Ce qui m'étonne avec tout ça c'est que c'est à une période où l'extrémisme politique et religieux sont tout sauf démodés, qu'on demande l'élimination des instruments et des organes en mesure de combattre ces menaces...

Publié par Robert Desax le 13 juin 2005 à 18:06

"Un examen a été fait pour voir combien de fois, ces dernières années, le Conseil fédéral a pris une décision sur la base d'informations fournies par les services de renseignement. Et la réponse, c'est zéro.»

Même si le trait semble exagéré, la réalité n'en est pas très éloignée, que ce soit en Suisse où ailleurs en Europe. Bien entendu que le Renseignement est un outil indispensable à l'aide à la décision mais combien de fois y a-t-il eu sur un an une demande spécifique des autorités politiques ou militaires. L'article a raison...malheureusement.

Le glissement a commencé après la chute du mur et la désaffection des autorités n'a fait que croître depuis. Il ne faut pas toujours voir, Cher Ludovic, dans une idée différente de la nôtre une volonté délibérée de désinformation (j'ai bien étudié cette question surtout à la belle époque de la guerre froide). Ce serait trop réducteur.

Quand un journaliste pose une question aussi fondamentale, la réponse se doit d'être la plus scientifique possible sous peine d'enfermer les décideurs dans leur tour d'ivoire. En l'occurrence, oui, le monde du Renseignement en Suisse et ailleurs traverse des problèmes majeurs. Ne pas le voir serait stupide et autodestructeur. Le vrai courage serait de mettre à plat l'ensemble des problèmes et de proposer des solutions. Encore faudrait-il que le monde politique ait envie d'avoir des services de Renseignements performants. Lorsqu'un service annonce une évolution peu positive dans le cadre du terrorisme islamique radical, par exemple en Suisse, quelle va être la réaction du monde politique : mettre un couvercle sur l'information car ce n'est pas vendable électoralement!(et en ce sens ils sont dans l'erreur).
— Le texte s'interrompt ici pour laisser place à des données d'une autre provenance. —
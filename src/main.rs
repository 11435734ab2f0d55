//! `a2ui-view`: replays an A2UI message batch and prints every surface as
//! an indented outline.

use std::fs;
use std::io::{self, Read};
use std::path::PathBuf;

use a2ui_kit::a2ui::{
    A2uiConfig, A2uiMessageProcessor, OutlinePrimitives, SurfaceRenderer, ignore_actions,
};
use anyhow::{Context, Result};
use clap::Parser;

/// Replay an A2UI message batch and print the resolved surfaces
#[derive(Parser, Debug)]
#[command(name = "a2ui-view", version, about)]
struct Cli {
    /// JSON file holding one message or an array of messages; `-` reads stdin
    #[arg(default_value = "-")]
    input: String,

    /// JSON file with engine settings (`maxDepth`, `maxNodes`, `maxSurfaces`)
    #[arg(long)]
    config: Option<PathBuf>,

    /// Maximum component nesting per surface
    #[arg(long)]
    max_depth: Option<usize>,

    /// Maximum components rendered per surface
    #[arg(long)]
    max_nodes: Option<usize>,

    /// Surfaces kept before the oldest is evicted; 0 keeps all
    #[arg(long)]
    max_surfaces: Option<usize>,
}

fn main() -> Result<()> {
    env_logger::Builder::from_env(env_logger::Env::default().default_filter_or("info")).init();

    let cli = Cli::parse();
    let config = load_config(&cli)?;
    let json = read_input(&cli.input)?;

    let mut processor = A2uiMessageProcessor::with_config(&config);
    let events = processor
        .process_json(&json)
        .context("input is not JSON, even after repair")?;
    log::info!(
        "Applied {} events across {} surfaces",
        events.len(),
        processor.len()
    );
    for event in &events {
        log::debug!("{:?}", event);
    }

    let mut primitives = OutlinePrimitives;
    let on_action = ignore_actions();
    let mut renderer = SurfaceRenderer::new(&mut primitives).with_config(&config);
    for surface in processor.surfaces() {
        println!("== surface `{}` ==", surface.id());
        print!("{}", renderer.render_surface(surface, &on_action));
    }

    for action in processor.take_pending_actions() {
        println!(
            "queued: {}",
            serde_json::to_string(&action.to_envelope()).context("serializing queued action")?
        );
    }

    Ok(())
}

/// Defaults, then the config file, then the environment, then flags.
fn load_config(cli: &Cli) -> Result<A2uiConfig> {
    let mut config = match &cli.config {
        Some(path) => {
            let text = fs::read_to_string(path)
                .with_context(|| format!("reading config {}", path.display()))?;
            A2uiConfig::from_json(&text)
                .with_context(|| format!("parsing config {}", path.display()))?
        }
        None => A2uiConfig::default(),
    };

    config = config.overlay(|key| std::env::var(key).ok());

    if let Some(depth) = cli.max_depth {
        config.max_depth = depth;
    }
    if let Some(nodes) = cli.max_nodes {
        config.max_nodes = nodes;
    }
    if let Some(cap) = cli.max_surfaces {
        config.max_surfaces = (cap > 0).then_some(cap);
    }
    Ok(config)
}

fn read_input(input: &str) -> Result<String> {
    if input == "-" {
        let mut text = String::new();
        io::stdin()
            .read_to_string(&mut text)
            .context("reading messages from stdin")?;
        return Ok(text);
    }
    fs::read_to_string(input).with_context(|| format!("reading messages from {}", input))
}

#[cfg(test)]
mod tests {
    use super::*;

    #[test]
    fn test_flags_override_config() {
        let cli = Cli::parse_from(["a2ui-view", "batch.json", "--max-depth", "5", "--max-nodes", "200", "--max-surfaces", "0"]);
        let config = load_config(&cli).unwrap();

        assert_eq!(cli.input, "batch.json");
        assert_eq!(config.max_depth, 5);
        assert_eq!(config.max_nodes, 200);
        assert_eq!(config.max_surfaces, None);
    }

    #[test]
    fn test_input_defaults_to_stdin() {
        let cli = Cli::parse_from(["a2ui-view", "--max-surfaces", "3"]);
        assert_eq!(cli.input, "-");
        assert_eq!(load_config(&cli).unwrap().max_surfaces, Some(3));
    }
}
La Suisse possède d'excellents services de Renseignement, parmi ceux que j'estime le plus. La qualité de leurs analystes est vraiment à la hauteur des défis de ce début de siècle. Encore faut-il donner des moyens, développer une bonne coordination, définir les missions et les limites et, last but not least, utiliser le Renseignement dans le processus décisionnel ce qui n'est plus souvent le cas aujourd'hui.

Sylvain Besson a raison de soulever le problème. Il n'y a pas de question taboue. Seul le refus de répondre à la question de Besson a un effet désinformateur car il enferme l'opinion publique et les décideurs dans une quiétude dangereuse. Le problème du Renseignement est réel, les risques et menaces élevés et il est grand temps de s'atteler à la tâche en Suisse et ailleurs.

B.

Publié par B. le 13 juin 2005 à 18:48

On croit toujours que les Socialistes sont "moins pires" chez les autres.
Big mistake.

Publié par François Guillaumat le 13 juin 2005 à 23:29

Je ne connais les services de renseignements suisses que par la rumeur urbaine. Je sais que la diaspora suisse est une des plus importante et des plus active du monde occidentale. Aussi je crois que raisonnablement on peut penser que celle-ci continuera de générer des renseignements qui trouveront preneur et ce serait mieux que les Suisses n'arrêtent pas d'en profiter car on est jamais mieux servi que par sois même. Ces dernières années on a redécouvert la police de promiscuité et je pense que tôt ou tard le renseignement retrouvera ce contacte que la technologie a supplanté.

Publié par Yves-Marie SENAMAUD le 14 juin 2005 à 4:45

Personnellement, j'ai surtout compris cet article comme une lecture critique de nos services de renseignements (manque de coopération, moyens limités du coordinateur des services de renseignements, etc.). Dans ce cadre, cet article était correct. Quant à sa conclusion, il est vrai qu'elle semble pour le moins caricaturale ou partielle (voire les deux à la fois).